WORK TASK:
Transcribe exactly the lines that begin the material and continue through the line containing "as GrupoColumn, Entity". Leave out whatever follows.

EXTRACTED ENTRIES:
_ _ _ _

//! Subject storage operations, including the fan-out replication that turns
//! one logical creation into one row per matching group.

use std::collections::{HashMap, HashSet};

use super::SeaOrmStorage;
use crate::entity::asignatura_docentes::{
    ActiveModel as AsignaturaDocenteActiveModel, Column as AsignaturaDocenteColumn,
    Entity as AsignaturaDocentes,
};
use crate::entity::asignaturas::{ActiveModel, Column, Entity as Asignaturas};
use crate::entity::carreras::{Column as CarreraColumn, Entity as Carreras};
use crate::entity::grupos::{Column as GrupoColumn, Entity as Grupos};
use crate::errors::{Result, SgaError};
use crate::models::asignaturas::{
    entities::Asignatura, requests::NewAsignatura, responses::AsignaturaCatalogRow,
};
use sea_orm::{
    ActiveModelTrait, ColumnTrait, EntityTrait, PaginatorTrait, QueryFilter, QueryOrder,
    QuerySelect, Set, TransactionTrait,
};

impl SeaOrmStorage {
    /// Replicates the subject into every campus group matching
    /// (grado_destino, nivel_academico), all inside one transaction. Zero
    /// matching groups commits nothing and reports 0.
    pub async fn replicate_asignatura_impl(
        &self,
        plantel_id: i64,
        req: NewAsignatura,
    ) -> Result<u64> {
        // Programs of the campus at the requested academic level
        let carrera_ids: Vec<i64> = Carreras::find()
            .filter(CarreraColumn::PlantelId.eq(plantel_id))
            .filter(CarreraColumn::Nivel.eq(req.nivel_academico.to_string()))
            .select_only()
            .column(CarreraColumn::Id)
            .into_tuple::<i64>()
            .all(&self.db)
            .await
            .map_err(|e| SgaError::database_operation(format!("program query failed: {e}")))?;

        if carrera_ids.is_empty() {
            return Ok(0);
        }

        // Matching groups: same campus, target grade, program at that level
        let grupos: Vec<(i64, i64)> = Grupos::find()
            .filter(GrupoColumn::PlantelId.eq(plantel_id))
            .filter(GrupoColumn::Grado.eq(req.grado_destino))
            .filter(GrupoColumn::CarreraId.is_in(carrera_ids))
            .select_only()
            .column(GrupoColumn::Id)
            .column(GrupoColumn::CarreraId)
            .into_tuple::<(i64, Option<i64>)>()
            .all(&self.db)
            .await
            .map_err(|e| SgaError::database_operation(format!("group query failed: {e}")))?
            .into_iter()
            .filter_map(|(grupo_id, carrera_id)| carrera_id.map(|c| (grupo_id, c)))
            .collect();

        if grupos.is_empty() {
            return Ok(0);
        }

        let txn = self
            .db
            .begin()
            .await
            .map_err(|e| SgaError::database_operation(format!("transaction start failed: {e}")))?;

        let mut created = 0u64;
        for (grupo_id, carrera_id) in grupos {
            let asignatura = ActiveModel {
                grupo_id: Set(grupo_id),
                carrera_id: Set(carrera_id),
                nombre: Set(req.nombre.clone()),
                clave: Set(req.clave.clone()),
                creditos: Set(req.creditos),
                seriacion_id: Set(req.seriacion_id),
                ..Default::default()
            }
            .insert(&txn)
            .await
            .map_err(|e| {
                SgaError::database_operation(format!("subject replication failed: {e}"))
            })?;

            for docente_id in &req.docente_ids {
                AsignaturaDocenteActiveModel {
                    asignatura_id: Set(asignatura.id),
                    docente_id: Set(*docente_id),
                    ..Default::default()
                }
                .insert(&txn)
                .await
                .map_err(|e| {
                    SgaError::database_operation(format!("teacher assignment failed: {e}"))
                })?;
            }

            created += 1;
        }

        txn.commit()
            .await
            .map_err(|e| SgaError::database_operation(format!("transaction commit failed: {e}")))?;

        Ok(created)
    }

    /// Campus-scoped lookup through the owning group.
    pub async fn get_asignatura_scoped_impl(
        &self,
        id: i64,
        plantel_id: i64,
    ) -> Result<Option<Asignatura>> {
        use crate::entity::asignaturas::Relation as AsignaturaRelation;
        use sea_orm::{JoinType, RelationTrait};

        let result = Asignaturas::find()
            .join(JoinType::InnerJoin, AsignaturaRelation::Grupo.def())
            .filter(Column::Id.eq(id))
            .filter(GrupoColumn::PlantelId.eq(plantel_id))
            .one(&self.db)
            .await
            .map_err(|e| SgaError::database_operation(format!("subject lookup failed: {e}")))?;

        Ok(result.map(|m| m.into_asignatura()))
    }

    /// Full subject catalog of a campus with group and program names, for
    /// the per-program listing.
    pub async fn list_asignaturas_catalog_impl(
        &self,
        plantel_id: i64,
    ) -> Result<Vec<AsignaturaCatalogRow>> {
        let grupos: HashMap<i64, (String, i32)> = Grupos::find()
            .filter(GrupoColumn::PlantelId.eq(plantel_id))
            .all(&self.db)
            .await
            .map_err(|e| SgaError::database_operation(format!("group listing failed: {e}")))?
            .into_iter()
            .map(|g| (g.id, (g.nombre, g.grado)))
            .collect();

        let carreras: HashMap<i64, String> = Carreras::find()
            .filter(CarreraColumn::PlantelId.eq(plantel_id))
            .all(&self.db)
            .await
            .map_err(|e| SgaError::database_operation(format!("program listing failed: {e}")))?
            .into_iter()
            .map(|c| (c.id, c.nombre))
            .collect();

        if grupos.is_empty() {
            return Ok(Vec::new());
        }

        let asignaturas = Asignaturas::find()
            .filter(Column::GrupoId.is_in(grupos.keys().copied().collect::<Vec<_>>()))
            .order_by_asc(Column::Nombre)
            .all(&self.db)
            .await
            .map_err(|e| SgaError::database_operation(format!("subject listing failed: {e}")))?;

        let rows = asignaturas
            .into_iter()
            .filter_map(|m| {
                let (grupo_nombre, grado) = grupos.get(&m.grupo_id)?.clone();
                let carrera_nombre = carreras.get(&m.carrera_id).cloned()?;
                let carrera_id = m.carrera_id;
                Some(AsignaturaCatalogRow {
                    asignatura: m.into_asignatura(),
                    grupo_nombre,
                    grado,
                    carrera_id,
                    carrera_nombre,
                })
            })
            .collect();

        Ok(rows)
    }

    pub async fn count_asignaturas_for_grupo_impl(&self, grupo_id: i64) -> Result<i64> {
        let count = Asignaturas::find()
            .filter(Column::GrupoId.eq(grupo_id))
            .count(&self.db)
            .await
            .map_err(|e| SgaError::database_operation(format!("subject count failed: {e}")))?;

        Ok(count as i64)
    }

    /// Distinct teachers with at least one subject that has no grade
    /// recorded yet ("actas pendientes").
    pub async fn count_docentes_actas_pendientes_impl(&self, plantel_id: i64) -> Result<i64> {
        use crate::entity::calificaciones::{
            Column as CalificacionColumn, Entity as Calificaciones,
        };

        let grupo_ids: Vec<i64> = Grupos::find()
            .filter(GrupoColumn::PlantelId.eq(plantel_id))
            .select_only()
            .column(GrupoColumn::Id)
            .into_tuple::<i64>()
            .all(&self.db)
            .await
            .map_err(|e| SgaError::database_operation(format!("group query failed: {e}")))?;

        if grupo_ids.is_empty() {
            return Ok(0);
        }

        let asignatura_ids: Vec<i64> = Asignaturas::find()
            .filter(Column::GrupoId.is_in(grupo_ids))
            .select_only()
            .column(Column::Id)
            .into_tuple::<i64>()
            .all(&self.db)
            .await
            .map_err(|e| SgaError::database_operation(format!("subject query failed: {e}")))?;

        if asignatura_ids.is_empty() {
            return Ok(0);
        }

        let graded: HashSet<i64> = Calificaciones::find()
            .filter(CalificacionColumn::AsignaturaId.is_in(asignatura_ids.clone()))
            .select_only()
            .column(CalificacionColumn::AsignaturaId)
            .into_tuple::<i64>()
            .all(&self.db)
            .await
            .map_err(|e| SgaError::database_operation(format!("grade query failed: {e}")))?
            .into_iter()
            .collect();

        let pendientes: Vec<i64> = asignatura_ids
            .into_iter()
            .filter(|id| !graded.contains(id))
            .collect();

        if pendientes.is_empty() {
            return Ok(0);
        }

        let docentes: HashSet<i64> = AsignaturaDocentes::find()
            .filter(AsignaturaDocenteColumn::AsignaturaId.is_in(pendientes))
            .select_only()
            .column(AsignaturaDocenteColumn::DocenteId)
            .into_tuple::<i64>()
            .all(&self.db)
            .await
            .map_err(|e| SgaError::database_operation(format!("assignment query failed: {e}")))?
            .into_iter()
            .collect();

        Ok(docentes.len() as i64)
    }
}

_ _ _ _

OUTPUT OF THE EXERCISE:
//! Subject storage operations, including the fan-out replication that turns
//! one logical creation into one row per matching group.

use std::collections::{HashMap, HashSet};

use super::SeaOrmStorage;
use crate::entity::asignatura_docentes::{
    ActiveModel as AsignaturaDocenteActiveModel, Column as AsignaturaDocenteColumn,
    Entity as AsignaturaDocentes,
};
use crate::entity::asignaturas::{ActiveModel, Column, Entity as Asignaturas};
use crate::entity::carreras::{Column as CarreraColumn, Entity as Carreras};
use crate::entity::grupos::{Column as GrupoColumn, Entity as Grupos};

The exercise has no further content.